Task item: Your task is to repeat exactly the lines below between the line holding "use std::io;" and the line holding "a worker pool.", inclusive, and only those.

== Segment start ==

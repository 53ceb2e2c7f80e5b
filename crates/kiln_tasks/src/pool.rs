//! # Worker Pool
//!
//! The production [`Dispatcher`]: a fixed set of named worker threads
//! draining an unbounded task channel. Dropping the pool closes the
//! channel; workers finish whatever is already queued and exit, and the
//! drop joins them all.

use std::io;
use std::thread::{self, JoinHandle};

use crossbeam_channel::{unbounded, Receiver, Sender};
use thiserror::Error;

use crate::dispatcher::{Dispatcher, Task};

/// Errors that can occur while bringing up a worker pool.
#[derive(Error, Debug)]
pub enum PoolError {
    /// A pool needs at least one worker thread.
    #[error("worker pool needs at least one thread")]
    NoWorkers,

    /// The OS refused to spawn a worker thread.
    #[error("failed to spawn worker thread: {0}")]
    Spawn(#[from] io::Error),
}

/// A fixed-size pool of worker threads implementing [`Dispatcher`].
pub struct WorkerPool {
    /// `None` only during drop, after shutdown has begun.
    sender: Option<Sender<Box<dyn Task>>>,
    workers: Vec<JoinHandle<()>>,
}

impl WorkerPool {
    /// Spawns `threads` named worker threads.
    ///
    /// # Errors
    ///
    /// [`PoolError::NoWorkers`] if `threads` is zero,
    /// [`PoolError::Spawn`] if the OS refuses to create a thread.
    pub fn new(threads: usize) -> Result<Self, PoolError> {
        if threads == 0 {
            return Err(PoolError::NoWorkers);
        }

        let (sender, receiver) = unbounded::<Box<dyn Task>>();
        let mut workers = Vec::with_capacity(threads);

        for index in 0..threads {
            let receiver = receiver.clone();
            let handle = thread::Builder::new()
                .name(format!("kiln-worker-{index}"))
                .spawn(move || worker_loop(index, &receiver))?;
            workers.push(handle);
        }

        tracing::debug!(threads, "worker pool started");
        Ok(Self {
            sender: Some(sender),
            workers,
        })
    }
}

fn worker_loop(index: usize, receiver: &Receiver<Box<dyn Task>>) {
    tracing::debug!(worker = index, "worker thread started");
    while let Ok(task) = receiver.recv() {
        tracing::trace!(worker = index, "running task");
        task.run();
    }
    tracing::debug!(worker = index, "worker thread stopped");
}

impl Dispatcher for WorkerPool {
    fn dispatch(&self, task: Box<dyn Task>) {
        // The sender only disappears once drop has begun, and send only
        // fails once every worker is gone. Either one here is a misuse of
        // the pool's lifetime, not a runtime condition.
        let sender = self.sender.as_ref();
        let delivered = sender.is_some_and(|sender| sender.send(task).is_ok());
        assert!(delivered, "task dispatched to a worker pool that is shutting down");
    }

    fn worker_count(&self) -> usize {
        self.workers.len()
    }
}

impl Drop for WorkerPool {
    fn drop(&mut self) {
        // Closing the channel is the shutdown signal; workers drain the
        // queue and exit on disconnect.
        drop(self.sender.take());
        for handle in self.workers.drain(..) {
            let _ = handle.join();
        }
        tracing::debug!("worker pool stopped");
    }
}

== Segment end ==
== Segment start ==

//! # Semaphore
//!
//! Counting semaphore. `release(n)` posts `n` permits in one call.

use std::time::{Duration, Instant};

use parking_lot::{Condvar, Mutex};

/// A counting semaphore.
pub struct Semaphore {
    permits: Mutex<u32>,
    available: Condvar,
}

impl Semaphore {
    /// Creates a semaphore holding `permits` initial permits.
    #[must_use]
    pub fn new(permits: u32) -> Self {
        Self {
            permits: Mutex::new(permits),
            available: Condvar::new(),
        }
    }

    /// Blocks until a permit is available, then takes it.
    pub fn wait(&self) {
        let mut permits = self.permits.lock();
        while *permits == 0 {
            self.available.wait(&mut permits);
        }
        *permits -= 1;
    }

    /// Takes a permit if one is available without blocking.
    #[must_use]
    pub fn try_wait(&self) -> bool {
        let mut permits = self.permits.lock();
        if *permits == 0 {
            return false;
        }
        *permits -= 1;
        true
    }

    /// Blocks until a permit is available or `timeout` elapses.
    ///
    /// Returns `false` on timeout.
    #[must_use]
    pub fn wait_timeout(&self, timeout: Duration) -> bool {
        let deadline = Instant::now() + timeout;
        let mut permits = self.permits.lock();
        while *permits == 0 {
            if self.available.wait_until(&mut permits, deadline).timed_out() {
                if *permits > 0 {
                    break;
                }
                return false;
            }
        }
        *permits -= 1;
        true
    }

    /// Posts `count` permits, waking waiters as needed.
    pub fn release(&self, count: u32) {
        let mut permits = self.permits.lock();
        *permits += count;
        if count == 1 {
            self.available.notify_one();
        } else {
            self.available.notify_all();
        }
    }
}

== Segment end ==

Output of the exercise:
use std::io;
use std::thread::{self, JoinHandle};

use crossbeam_channel::{unbounded, Receiver, Sender};
use thiserror::Error;

use crate::dispatcher::{Dispatcher, Task};

/// Errors that can occur while bringing up a worker pool.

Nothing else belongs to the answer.